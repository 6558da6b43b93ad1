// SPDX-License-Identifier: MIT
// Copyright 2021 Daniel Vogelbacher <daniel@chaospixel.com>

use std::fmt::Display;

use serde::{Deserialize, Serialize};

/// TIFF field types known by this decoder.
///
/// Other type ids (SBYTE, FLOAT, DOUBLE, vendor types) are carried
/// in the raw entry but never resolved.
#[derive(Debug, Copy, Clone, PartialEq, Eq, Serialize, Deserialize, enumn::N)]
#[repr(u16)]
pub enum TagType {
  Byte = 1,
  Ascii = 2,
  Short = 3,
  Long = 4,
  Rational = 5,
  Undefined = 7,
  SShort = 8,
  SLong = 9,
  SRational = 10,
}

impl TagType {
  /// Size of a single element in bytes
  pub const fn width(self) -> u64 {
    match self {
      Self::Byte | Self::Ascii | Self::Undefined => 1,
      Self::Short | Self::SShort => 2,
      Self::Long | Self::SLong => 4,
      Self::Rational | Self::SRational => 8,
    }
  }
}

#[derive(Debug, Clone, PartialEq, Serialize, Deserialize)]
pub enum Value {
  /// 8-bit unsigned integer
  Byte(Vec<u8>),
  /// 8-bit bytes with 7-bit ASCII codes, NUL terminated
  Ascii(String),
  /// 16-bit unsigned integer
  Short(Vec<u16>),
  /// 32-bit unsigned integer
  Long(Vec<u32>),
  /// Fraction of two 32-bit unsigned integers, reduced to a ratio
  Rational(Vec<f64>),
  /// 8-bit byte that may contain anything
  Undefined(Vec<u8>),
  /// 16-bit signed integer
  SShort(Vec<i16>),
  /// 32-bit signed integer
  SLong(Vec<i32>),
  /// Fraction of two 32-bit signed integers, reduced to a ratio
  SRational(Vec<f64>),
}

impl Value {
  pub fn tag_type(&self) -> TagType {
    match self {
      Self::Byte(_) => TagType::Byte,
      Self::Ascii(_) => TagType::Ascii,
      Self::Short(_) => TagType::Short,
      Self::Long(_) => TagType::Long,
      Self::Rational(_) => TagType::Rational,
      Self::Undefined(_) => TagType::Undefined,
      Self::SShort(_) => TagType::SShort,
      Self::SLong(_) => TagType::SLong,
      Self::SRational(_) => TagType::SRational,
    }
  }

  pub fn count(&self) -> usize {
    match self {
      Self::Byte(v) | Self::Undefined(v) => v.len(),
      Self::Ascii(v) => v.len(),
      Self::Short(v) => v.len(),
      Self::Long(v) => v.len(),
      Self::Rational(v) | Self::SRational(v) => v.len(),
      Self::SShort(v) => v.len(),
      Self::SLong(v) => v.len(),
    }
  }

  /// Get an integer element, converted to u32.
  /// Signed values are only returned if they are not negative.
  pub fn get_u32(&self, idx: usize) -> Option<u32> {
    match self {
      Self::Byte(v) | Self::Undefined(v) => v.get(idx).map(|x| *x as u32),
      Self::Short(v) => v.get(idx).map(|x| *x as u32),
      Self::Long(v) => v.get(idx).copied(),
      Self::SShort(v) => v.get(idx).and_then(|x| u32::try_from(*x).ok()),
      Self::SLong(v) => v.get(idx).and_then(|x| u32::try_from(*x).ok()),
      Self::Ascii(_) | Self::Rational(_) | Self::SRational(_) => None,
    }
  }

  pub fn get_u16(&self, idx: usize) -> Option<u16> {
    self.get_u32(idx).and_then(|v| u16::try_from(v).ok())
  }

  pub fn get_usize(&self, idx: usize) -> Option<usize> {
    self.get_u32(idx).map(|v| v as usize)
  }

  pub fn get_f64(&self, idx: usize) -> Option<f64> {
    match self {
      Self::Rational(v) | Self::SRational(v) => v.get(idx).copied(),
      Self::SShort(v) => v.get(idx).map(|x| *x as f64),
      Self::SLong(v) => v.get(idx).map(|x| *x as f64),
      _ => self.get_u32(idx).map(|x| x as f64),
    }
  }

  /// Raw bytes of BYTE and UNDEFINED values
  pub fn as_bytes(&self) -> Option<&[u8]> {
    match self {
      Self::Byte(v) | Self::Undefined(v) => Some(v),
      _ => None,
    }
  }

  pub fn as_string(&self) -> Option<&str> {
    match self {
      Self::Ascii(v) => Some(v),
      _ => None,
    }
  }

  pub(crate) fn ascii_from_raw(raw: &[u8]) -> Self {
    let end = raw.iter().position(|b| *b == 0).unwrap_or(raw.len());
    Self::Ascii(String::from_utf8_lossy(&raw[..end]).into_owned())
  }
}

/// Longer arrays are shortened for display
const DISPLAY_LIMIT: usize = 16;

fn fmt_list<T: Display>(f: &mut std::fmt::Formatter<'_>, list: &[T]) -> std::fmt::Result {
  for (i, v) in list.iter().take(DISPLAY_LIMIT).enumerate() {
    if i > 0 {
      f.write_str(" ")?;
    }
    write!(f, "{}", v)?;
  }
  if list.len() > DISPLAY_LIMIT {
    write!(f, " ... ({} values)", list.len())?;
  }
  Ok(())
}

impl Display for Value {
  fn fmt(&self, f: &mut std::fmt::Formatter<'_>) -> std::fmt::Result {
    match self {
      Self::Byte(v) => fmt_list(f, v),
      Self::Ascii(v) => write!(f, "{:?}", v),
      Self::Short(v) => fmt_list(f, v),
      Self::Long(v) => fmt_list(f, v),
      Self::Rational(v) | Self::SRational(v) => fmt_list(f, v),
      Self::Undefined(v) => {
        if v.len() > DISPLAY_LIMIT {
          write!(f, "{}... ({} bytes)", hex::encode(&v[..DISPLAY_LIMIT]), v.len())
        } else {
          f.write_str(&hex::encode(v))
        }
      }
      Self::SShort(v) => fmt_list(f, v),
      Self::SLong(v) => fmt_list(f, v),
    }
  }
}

__Required work__
Every line in the records that holds the word "iter" should be copied into the answer.

__Output__
    let end = raw.iter().position(|b| *b == 0).unwrap_or(raw.len());
  for (i, v) in list.iter().take(DISPLAY_LIMIT).enumerate() {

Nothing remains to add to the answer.